NSF gives Hopkins-led collaboration a grant to improve data storage, use

By Michael Purdy

Johns Hopkins Gazette Online Edition

The fountain of information at the heart of science has become a fire hose, and an increase to riverlike volumes is on the way. A Hopkins-led collaboration has been working to develop new ways to handle this flood of information; this month, the value of their goals was recognized by the National Science Foundation, which awarded them a $2.5 million grant to support their innovative work.

To give the problem a sense of scale, Alexander Szalay, Alumni Centennial Professor of Physics and Astronomy and leader of the collaborative, notes that the CERN particle collider in Geneva, Switzerland currently produces more than 1 petabyte, or about 1,000,000,000,000,000 bytes, of information every year. The words and other text in all the books in the Library of Congress, in contrast, add up to only about one-thousandth of that information, or one terabyte (1 trillion bytes). And CERN is just one example of the tremendous information-generating powers of modern science.

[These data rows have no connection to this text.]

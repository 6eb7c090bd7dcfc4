//! # Event Registration Service
//!
//! Time-windowed event registration backend: events open and close for
//! registration purely by date, submissions are validated and de-duplicated,
//! and an administrative surface reviews and exports what came in.
//!
//! ## Architecture
//!
//! The project follows Clean Architecture principles:
//!
//! - **domain**: Core business entities, types and repository traits
//! - **application**: Availability resolution, registration writes, listings, export
//! - **infrastructure**: SeaORM persistence and in-memory storage
//! - **interfaces**: REST API with Swagger documentation
//! - **notifications**: Registration notices on an in-process event bus

pub mod application;
pub mod config;
pub mod domain;
pub mod infrastructure;
pub mod interfaces;
pub mod notifications;
pub mod shared;
pub mod support;

pub use config::{default_config_path, AppConfig};

// Re-export database types for easy access
pub use infrastructure::database::migrator::Migrator;
pub use infrastructure::database::repositories::SeaOrmRepositoryProvider;
pub use infrastructure::{init_database, DatabaseConfig};

// Re-export API router
pub use interfaces::http::create_api_router;

// Re-export notifications
pub use notifications::{
    create_event_bus, BusNotificationDispatcher, EventBus, NotificationSettings, SharedEventBus,
};
//! Liveness and readiness probe

pub mod handlers;

pub use handlers::*;
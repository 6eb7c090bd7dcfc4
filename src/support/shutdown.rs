//! Graceful shutdown handling
//!
//! One broadcast channel shared by the OS signal listener and the server
//! loop draining on it. Triggering is idempotent.

use std::sync::atomic::{AtomicBool, Ordering};
use std::sync::Arc;

use tokio::sync::broadcast;
use tracing::info;

/// Cloneable handle that resolves once shutdown has begun.
#[derive(Clone)]
pub struct ShutdownSignal {
    sender: broadcast::Sender<()>,
    triggered: Arc<AtomicBool>,
}

impl ShutdownSignal {
    pub fn new() -> Self {
        let (sender, _) = broadcast::channel(1);
        Self {
            sender,
            triggered: Arc::new(AtomicBool::new(false)),
        }
    }

    /// Begin shutdown. Later calls are no-ops.
    pub fn trigger(&self) {
        if !self.triggered.swap(true, Ordering::SeqCst) {
            info!("Shutdown signal triggered");
            let _ = self.sender.send(());
        }
    }

    /// Wait until shutdown is triggered. Returns immediately if it
    /// already was.
    pub async fn wait(&self) {
        // Subscribe before checking the flag so a trigger racing this call
        // is seen either way.
        let mut rx = self.sender.subscribe();
        if self.triggered.load(Ordering::SeqCst) {
            return;
        }
        let _ = rx.recv().await;
    }
}

impl Default for ShutdownSignal {
    fn default() -> Self {
        Self::new()
    }
}

/// Listen for OS shutdown signals (SIGTERM, SIGINT)
pub async fn listen_for_shutdown_signals(shutdown: ShutdownSignal) {
    #[cfg(unix)]
    {
        use tokio::signal::unix::{signal, SignalKind};

        let mut sigterm =
            signal(SignalKind::terminate()).expect("Failed to install SIGTERM handler");
        let mut sigint = signal(SignalKind::interrupt()).expect("Failed to install SIGINT handler");

        tokio::select! {
            _ = sigterm.recv() => info!("Received SIGTERM signal"),
            _ = sigint.recv() => info!("Received SIGINT signal (Ctrl+C)"),
        }

        shutdown.trigger();
    }

    #[cfg(not(unix))]
    {
        tokio::signal::ctrl_c()
            .await
            .expect("Failed to install Ctrl+C handler");
        info!("Received Ctrl+C signal");
        shutdown.trigger();
    }
}

/// Owns the shutdown signal and the OS signal listener task.
pub struct ShutdownCoordinator {
    signal: ShutdownSignal,
}

impl ShutdownCoordinator {
    pub fn new() -> Self {
        Self {
            signal: ShutdownSignal::new(),
        }
    }

    pub fn signal(&self) -> ShutdownSignal {
        self.signal.clone()
    }

    pub fn start_signal_listener(&self) {
        let signal = self.signal.clone();
        tokio::spawn(async move {
            listen_for_shutdown_signals(signal).await;
        });
    }
}

impl Default for ShutdownCoordinator {
    fn default() -> Self {
        Self::new()
    }
}
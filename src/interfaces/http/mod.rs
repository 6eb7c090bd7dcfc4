//! HTTP REST API interfaces
//!
//! - `common`: response envelope and validated JSON extractor
//! - `modules`: per-resource DTOs and handlers
//! - `router`: API router with Swagger documentation

pub mod common;
pub mod modules;
pub mod router;

pub use router::create_api_router;
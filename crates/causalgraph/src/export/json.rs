//! JSON export for persistence and summarization layers.
//!
//! Graphs are written as `nodes` and `links` arrays, the shape expected by
//! graph stores and force-directed layouts alike.

use crate::error::{GraphError, Result};
use crate::graph::Graph;
use crate::reasoning::{format_chain, DiscoveryReport, SearchResult};
use serde_json::{json, Value};

/// Export a graph to a JSON document with `nodes` and `links` arrays.
pub fn export_graph_json(graph: &Graph) -> Result<String> {
    let nodes: Vec<Value> = graph
        .nodes()
        .map(|node| json!({ "id": node.id, "type": node.node_type }))
        .collect();

    let links: Vec<Value> = graph
        .edges()
        .map(|edge| {
            json!({
                "source": edge.source_id,
                "target": edge.target_id,
                "type": edge.edge_type,
            })
        })
        .collect();

    to_pretty(&json!({ "nodes": nodes, "links": links }))
}

/// Export search results, each with its chain rendered against `composite`.
pub fn export_results_json(results: &[SearchResult], composite: &Graph) -> Result<String> {
    let entries: Vec<Value> = results
        .iter()
        .map(|result| {
            json!({
                "target": result.target,
                "path": result.path,
                "length": result.length,
                "chain": format_chain(result.path.nodes(), composite),
            })
        })
        .collect();

    to_pretty(&Value::Array(entries))
}

/// Export a full discovery report.
pub fn export_report_json(report: &DiscoveryReport) -> Result<String> {
    serde_json::to_string_pretty(report)
        .map_err(|e| GraphError::serialization("Failed to serialize report", Some(e)))
}

fn to_pretty(value: &Value) -> Result<String> {
    serde_json::to_string_pretty(value)
        .map_err(|e| GraphError::serialization("Failed to serialize JSON", Some(e)))
}
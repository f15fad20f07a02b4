//! Query builder for fluent node lookups.
//!
//! Used to locate candidate targets and start nodes without walking the node
//! map by hand.

use crate::graph::{Direction, Graph, Node, NodeId};

/// A filter predicate that can be applied to nodes.
type FilterFn = Box<dyn Fn(&Node) -> bool>;

/// Fluent query builder over a [`Graph`].
///
/// # Examples
///
/// ```
/// use causalgraph::Graph;
///
/// let mut graph = Graph::new();
/// graph.add_node("Late_Delivery_Penalty", "Penalty");
/// graph.add_node("Supplier_A", "Company");
///
/// let penalties = graph.query().node_type("Penalty").execute();
/// assert_eq!(penalties, vec!["Late_Delivery_Penalty".to_string()]);
/// ```
pub struct QueryBuilder<'a> {
    graph: &'a Graph,
    filters: Vec<FilterFn>,
    neighborhood: Option<(String, Direction)>,
}

impl<'a> QueryBuilder<'a> {
    /// Create a new query builder for the given graph.
    pub fn new(graph: &'a Graph) -> Self {
        Self {
            graph,
            filters: Vec::new(),
            neighborhood: None,
        }
    }

    /// Filter nodes by type.
    pub fn node_type(mut self, node_type: &str) -> Self {
        let node_type = node_type.to_string();
        self.filters.push(Box::new(move |node| node.node_type == node_type));
        self
    }

    /// Filter nodes whose type is any of `types`.
    ///
    /// An empty list matches nothing.
    pub fn node_types<S: AsRef<str>>(mut self, types: &[S]) -> Self {
        let types: Vec<String> = types.iter().map(|t| t.as_ref().to_string()).collect();
        self.filters.push(Box::new(move |node| node.has_type(&types)));
        self
    }

    /// Only consider direct neighbors of `id` in the given direction.
    pub fn adjacent_to(mut self, id: &str, direction: Direction) -> Self {
        self.neighborhood = Some((id.to_string(), direction));
        self
    }

    /// Filter nodes with no incoming edges.
    pub fn roots(mut self) -> Self {
        let roots: Vec<NodeId> = self
            .graph
            .nodes()
            .filter(|n| self.graph.in_degree(&n.id) == 0)
            .map(|n| n.id.clone())
            .collect();
        self.filters.push(Box::new(move |node| roots.contains(&node.id)));
        self
    }

    /// Execute the query and return matching node IDs in graph order.
    pub fn execute(&self) -> Vec<NodeId> {
        self.candidates()
            .filter(|node| self.matches_filters(node))
            .map(|node| node.id.clone())
            .collect()
    }

    /// Check if any nodes match the query (short-circuits on first match).
    pub fn exists(&self) -> bool {
        self.candidates().any(|node| self.matches_filters(node))
    }

    fn candidates(&self) -> Box<dyn Iterator<Item = &'a Node> + '_> {
        match &self.neighborhood {
            Some((id, direction)) => {
                let graph = self.graph;
                Box::new(
                    graph
                        .neighbors(id, *direction)
                        .into_iter()
                        .filter_map(move |n| graph.node(n)),
                )
            }
            None => Box::new(self.graph.nodes()),
        }
    }

    /// Check if a node matches all filters.
    fn matches_filters(&self, node: &Node) -> bool {
        self.filters.iter().all(|filter| filter(node))
    }
}
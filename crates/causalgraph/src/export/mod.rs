//! Export module for handing graphs and discovery results to other tools.
//!
//! - **JSON**: `nodes`/`links` graph documents and search result lists

pub mod json;

pub use json::{export_graph_json, export_report_json, export_results_json};
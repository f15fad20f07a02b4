//! Core graph types: nodes, edges, IDs, and traversal direction.

use serde::{Deserialize, Serialize};

/// Identifier of a node. Unique within a graph and shared across graphs,
/// which is what makes bridge detection possible.
pub type NodeId = String;

/// Direction for neighbor queries.
#[derive(Debug, Clone, Copy, PartialEq, Eq, Hash, Serialize, Deserialize)]
pub enum Direction {
    /// Follow outgoing edges (from this node)
    Outgoing,
    /// Follow incoming edges (to this node)
    Incoming,
    /// Follow edges in both directions, outgoing first
    Both,
}

/// A node in a graph.
///
/// The type is a free-form tag such as `"Risk"`, `"Event"` or `"Company"`.
#[derive(Debug, Clone, PartialEq, Eq, Hash, Serialize, Deserialize)]
pub struct Node {
    /// Unique identifier
    pub id: NodeId,
    /// Entity type tag
    #[serde(rename = "type")]
    pub node_type: String,
}

impl Node {
    /// Create a new node.
    pub fn new(id: impl Into<NodeId>, node_type: impl Into<String>) -> Self {
        Self {
            id: id.into(),
            node_type: node_type.into(),
        }
    }

    /// Check whether the node's type is one of `types`.
    pub fn has_type<S: AsRef<str>>(&self, types: &[S]) -> bool {
        types.iter().any(|t| t.as_ref() == self.node_type)
    }
}

/// A directed edge in a graph.
///
/// At most one edge exists per `(source_id, target_id)` pair.
#[derive(Debug, Clone, PartialEq, Eq, Hash, Serialize, Deserialize)]
pub struct Edge {
    /// Source node ID
    #[serde(rename = "source")]
    pub source_id: NodeId,
    /// Target node ID
    #[serde(rename = "target")]
    pub target_id: NodeId,
    /// Relation type tag (e.g. "hits", "disrupts")
    #[serde(rename = "type")]
    pub edge_type: String,
}

impl Edge {
    /// Create a new edge.
    pub fn new(
        source_id: impl Into<NodeId>,
        target_id: impl Into<NodeId>,
        edge_type: impl Into<String>,
    ) -> Self {
        Self {
            source_id: source_id.into(),
            target_id: target_id.into(),
            edge_type: edge_type.into(),
        }
    }
}
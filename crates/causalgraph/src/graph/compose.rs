//! Graph composition: the search space is the union of both input graphs.

use super::digraph::Graph;
use log::debug;

/// The union of a contract graph and an event graph.
pub type CompositeGraph = Graph;

/// Compose two graphs into one.
///
/// The result contains every node and edge of both inputs. When the same node
/// ID or the same `(source, target)` pair appears in both, `g2`'s type wins.
/// Neither input is modified.
pub fn compose(g1: &Graph, g2: &Graph) -> CompositeGraph {
    let mut composite = g1.clone();
    composite.merge(g2);
    debug!(
        "Composed graph: {} nodes, {} edges ({} + {} nodes in)",
        composite.node_count(),
        composite.edge_count(),
        g1.node_count(),
        g2.node_count()
    );
    composite
}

"Our current ways of doing science are very much based on the concept that our data sets are so small that we can sort of 'eyeball' the whole thing and locate the interesting data," says Szalay. "And with the data sets we are getting in an increasing number of areas of science, this is just not going to be feasible. So we have to do something drastically different."

Participants in the Hopkins-led collaboration, which will develop new ways to store, access and search large volumes of data, include scientists from CalTech, the U.S. Department of Energy's Fermilab and Microsoft Corp.

"This problem is of course much bigger than astronomy or particle physics," Szalay says."I think this is actually becoming more a problem for the whole society. We are choking on information, and we have to sort out the relevant from the irrelevant. So I think what we're doing is a very interesting test bed for experimenting with new technologies that could have broader applications elsewhere."

Particle physicists were among the first to have to deal with huge quantities of information. Their work to manage that information led to the development of tools and techniques that found uses beyond the realm of the physics lab, notes Aihud Pevsner, Jacob P. Hain Professor of Physics and Astronomy and a member of the collaborative.

"To help work with large data sets at CERN, Tim Berners-Lee invented in 1989 what later became the World Wide Web," says Pevsner. "He did it because the tools that they had at the time were inadequate for the distribution of the data sets they were working with."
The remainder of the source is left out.